Mangled arrays are mostly a thing of the past though. With modern standard C, you can replace the whole code with this:

int (*arr)[n] = malloc( sizeof(int[n][n]) );
...
for(size_t i=0; i<n; i++)
  for(size_t j=0; j<n; j++)
    scanf("%d", &arr[i][j]);
...
free(arr);

Also note, if you need to zero-initialize the whole array to zero, you are better off using calloc since it does just that.

Answer 2

The type of the variable arr is int *.

int n,*arr,i,j,k;
      ^^^^

So there is no a two-dimensional array in your program.

So for example this expression

*(arr+i) + j

has type int. And this expression

*(*(arr+i) + j)

tries to dereference an object of the type int that is an object that is not a pointer.

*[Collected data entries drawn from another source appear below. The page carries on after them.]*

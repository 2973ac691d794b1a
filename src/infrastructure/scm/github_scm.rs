use super::context::ScmContext;
use super::http::{build_client, check_status, endpoint, parse_base_url, read_json, transport_error};
use super::scm_interface::{
    CreateDirectoryOptions, CreateRepositoryOptions, CreateTeamOptions, Directory, OrgMembership,
    Organization, ScmError, ScmProvider, ScmRepository, Team, TeamMembershipOptions, TeamRole,
};
use crate::domain::value_objects::scm_type::ScmType;
use async_trait::async_trait;
use reqwest::{Method, RequestBuilder, Response};
use serde::Deserialize;
use serde_json::json;
use std::time::Duration;
use tracing::debug;
use url::Url;

const GITHUB_API_VERSION: &str = "2022-11-28";

#[derive(Debug, Deserialize)]
struct GhOrganization {
    id: u64,
    login: String,
    #[serde(default)]
    name: Option<String>,
}

#[derive(Debug, Deserialize)]
struct GhTeam {
    id: u64,
    slug: String,
    name: String,
}

#[derive(Debug, Deserialize)]
struct GhOwner {
    login: String,
}

#[derive(Debug, Deserialize)]
struct GhRepository {
    id: u64,
    name: String,
    owner: GhOwner,
    html_url: String,
    #[serde(default)]
    clone_url: String,
}

impl From<GhOrganization> for Organization {
    fn from(org: GhOrganization) -> Self {
        Self {
            id: org.id,
            name: org.name.unwrap_or_else(|| org.login.clone()),
            path: org.login,
        }
    }
}

impl From<GhOrganization> for Directory {
    fn from(org: GhOrganization) -> Self {
        Self {
            id: org.id,
            name: org.name.unwrap_or_else(|| org.login.clone()),
            path: org.login,
        }
    }
}

impl From<GhTeam> for Team {
    fn from(team: GhTeam) -> Self {
        Self {
            id: team.id,
            slug: team.slug,
            name: team.name,
        }
    }
}

impl From<GhRepository> for ScmRepository {
    fn from(repo: GhRepository) -> Self {
        Self {
            id: repo.id,
            name: repo.name,
            owner: repo.owner.login,
            html_url: repo.html_url,
            clone_url: repo.clone_url,
        }
    }
}

/// GitHub implementation of the SCM capability contract
///
/// Directories are organizations; teams are organization teams.
pub struct GithubScm {
    http: reqwest::Client,
    base_url: Url,
    token: String,
}

impl GithubScm {
    /// Create a client for a GitHub Enterprise instance (or a test server)
    pub fn with_base_url(
        base_url: &str,
        token: impl Into<String>,
        timeout: Duration,
    ) -> Result<Self, ScmError> {
        Ok(Self {
            http: build_client(timeout)?,
            base_url: parse_base_url(base_url)?,
            token: token.into(),
        })
    }

    fn request(&self, method: Method, segments: &[&str]) -> Result<RequestBuilder, ScmError> {
        let url = endpoint(&self.base_url, segments)?;
        debug!(%method, %url, "github request");
        Ok(self
            .http
            .request(method, url)
            .bearer_auth(&self.token)
            .header("Accept", "application/vnd.github+json")
            .header("X-GitHub-Api-Version", GITHUB_API_VERSION))
    }

    /// Send under the context and translate non-2xx responses
    async fn send(
        &self,
        ctx: &ScmContext,
        resource: &str,
        request: RequestBuilder,
    ) -> Result<Response, ScmError> {
        ctx.run(async {
            let resp = request.send().await.map_err(transport_error)?;
            check_status(ScmType::Github, resource, resp).await
        })
        .await
    }
}

#[async_trait]
impl ScmProvider for GithubScm {
    fn scm_type(&self) -> ScmType {
        ScmType::Github
    }

    async fn get_organization(
        &self,
        ctx: &ScmContext,
        org_id: u64,
    ) -> Result<Organization, ScmError> {
        let id = org_id.to_string();
        let request = self.request(Method::GET, &["organizations", &id])?;
        let resp = self
            .send(ctx, &format!("organization {}", org_id), request)
            .await?;
        Ok(read_json::<GhOrganization>(resp).await?.into())
    }

    async fn add_team_member(
        &self,
        ctx: &ScmContext,
        opts: &TeamMembershipOptions,
    ) -> Result<(), ScmError> {
        // PUT on a membership is idempotent on GitHub
        let request = self
            .request(
                Method::PUT,
                &[
                    "orgs",
                    &opts.organization.path,
                    "teams",
                    &opts.team_slug,
                    "memberships",
                    &opts.username,
                ],
            )?
            .json(&json!({ "role": opts.role.as_str() }));
        self.send(ctx, &format!("team {}", opts.team_slug), request)
            .await?;
        Ok(())
    }

    async fn remove_team_member(
        &self,
        ctx: &ScmContext,
        opts: &TeamMembershipOptions,
    ) -> Result<(), ScmError> {
        let request = self.request(
            Method::DELETE,
            &[
                "orgs",
                &opts.organization.path,
                "teams",
                &opts.team_slug,
                "memberships",
                &opts.username,
            ],
        )?;
        match self
            .send(ctx, &format!("membership of {} in {}", opts.username, opts.team_slug), request)
            .await
        {
            Ok(_) => Ok(()),
            Err(e) if e.is_not_found() => Ok(()),
            Err(e) => Err(e),
        }
    }

    async fn update_org_membership(
        &self,
        ctx: &ScmContext,
        opts: &OrgMembership,
    ) -> Result<(), ScmError> {
        let request = self
            .request(
                Method::PUT,
                &["orgs", &opts.organization.path, "memberships", &opts.username],
            )?
            .json(&json!({ "role": opts.role.as_str() }));
        self.send(ctx, &format!("user {}", opts.username), request)
            .await?;
        Ok(())
    }

    async fn create_repository(
        &self,
        ctx: &ScmContext,
        opts: &CreateRepositoryOptions,
    ) -> Result<ScmRepository, ScmError> {
        let request = self
            .request(Method::POST, &["orgs", &opts.organization.path, "repos"])?
            .json(&json!({
                "name": opts.name,
                "private": opts.private,
                "description": opts.description,
                "auto_init": true,
            }));
        let resp = self
            .send(ctx, &format!("repository {}", opts.name), request)
            .await?;
        Ok(read_json::<GhRepository>(resp).await?.into())
    }

    async fn get_repository(
        &self,
        ctx: &ScmContext,
        org: &Organization,
        name: &str,
    ) -> Result<ScmRepository, ScmError> {
        let request = self.request(Method::GET, &["repos", &org.path, name])?;
        let resp = self
            .send(ctx, &format!("repository {}/{}", org.path, name), request)
            .await?;
        Ok(read_json::<GhRepository>(resp).await?.into())
    }

    async fn create_team(
        &self,
        ctx: &ScmContext,
        opts: &CreateTeamOptions,
    ) -> Result<Team, ScmError> {
        let org = &opts.organization;
        let request = self
            .request(Method::POST, &["orgs", &org.path, "teams"])?
            .json(&json!({ "name": opts.name, "privacy": "closed" }));
        let resp = self
            .send(ctx, &format!("team {}", opts.name), request)
            .await?;
        let team: Team = read_json::<GhTeam>(resp).await?.into();

        for repo in &opts.repositories {
            self.grant_team_repository(ctx, org, &team, repo).await?;
        }
        for user in &opts.users {
            let membership = TeamMembershipOptions::new(org.clone(), team.slug.clone(), user.clone())
                .with_role(TeamRole::Member);
            self.add_team_member(ctx, &membership).await?;
        }

        Ok(team)
    }

    async fn get_team(
        &self,
        ctx: &ScmContext,
        org: &Organization,
        slug: &str,
    ) -> Result<Team, ScmError> {
        let request = self.request(Method::GET, &["orgs", &org.path, "teams", slug])?;
        let resp = self.send(ctx, &format!("team {}", slug), request).await?;
        Ok(read_json::<GhTeam>(resp).await?.into())
    }

    async fn grant_team_repository(
        &self,
        ctx: &ScmContext,
        org: &Organization,
        team: &Team,
        repo: &str,
    ) -> Result<(), ScmError> {
        // PUT replaces the permission, so repeating it is harmless
        let request = self
            .request(
                Method::PUT,
                &["orgs", &org.path, "teams", &team.slug, "repos", &org.path, repo],
            )?
            .json(&json!({ "permission": "push" }));
        self.send(ctx, &format!("repository {}/{}", org.path, repo), request)
            .await?;
        Ok(())
    }

    async fn list_directories(&self, ctx: &ScmContext) -> Result<Vec<Directory>, ScmError> {
        let request = self.request(Method::GET, &["user", "orgs"])?;
        let resp = self.send(ctx, "organizations", request).await?;
        let orgs = read_json::<Vec<GhOrganization>>(resp).await?;
        Ok(orgs.into_iter().map(Directory::from).collect())
    }

    async fn create_directory(
        &self,
        _ctx: &ScmContext,
        _opts: &CreateDirectoryOptions,
    ) -> Result<Directory, ScmError> {
        Err(ScmError::unsupported_operation(
            ScmType::Github,
            "create_directory",
        ))
    }

    async fn get_directory(&self, ctx: &ScmContext, id: u64) -> Result<Directory, ScmError> {
        let org_id = id.to_string();
        let request = self.request(Method::GET, &["organizations", &org_id])?;
        let resp = self
            .send(ctx, &format!("organization {}", id), request)
            .await?;
        Ok(read_json::<GhOrganization>(resp).await?.into())
    }
}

If your compiler supports variable length arrays then the program can look like

#include <stdio.h>

int main(void) 
{
    size_t n;

    scanf( "%zu", &n );

    int a[n][n];

    for ( size_t i = 0; i < n; i++ )
    {
        for ( size_t j = 0; j < n; j++ )
        {
            scanf( "%d", *( a + i ) + j );
        }
    }

    for ( size_t i = 0; i < n; i++ )
    {
        for ( size_t j = 0; j < n; j++ )
        {
            printf( "%3d ", *( *( a + i ) + j ) );
        }
        putchar( '\n' );
    }

    return 0;
}

Its output is

 11   2   4 
  4   5   6 
 10   8 -12 

Otherwise another approach is dynamically to allocate a one-dimensional array of pointers and then correspondingly one-dimensional arrays of integers.

For example

#include <stdio.h>
#include <stdlib.h>

int main(void) 
{
    size_t n;

    scanf( "%zu", &n );

    int **a = malloc( n * sizeof( int * ) );

    for ( size_t i = 0; i < n; i++ )
    {
        *( a + i ) = malloc( n * sizeof( int ) );
    }

    for ( size_t i = 0; i < n; i++ )
    {
        for ( size_t j = 0; j < n; j++ )
        {
            scanf( "%d", *( a + i ) + j );
        }
    }

    for ( size_t i = 0; i < n; i++ )
    {
        for ( size_t j = 0; j < n; j++ )
        {
            printf( "%3d ", *( *( a + i ) + j ) );
        }
        putchar( '\n' );
    }

    for ( size_t i = 0; i < n; i++ )
    {
        free( *( a + i ) );
    }

    free( a );

    return 0;
}

The program output will be the same as shown above.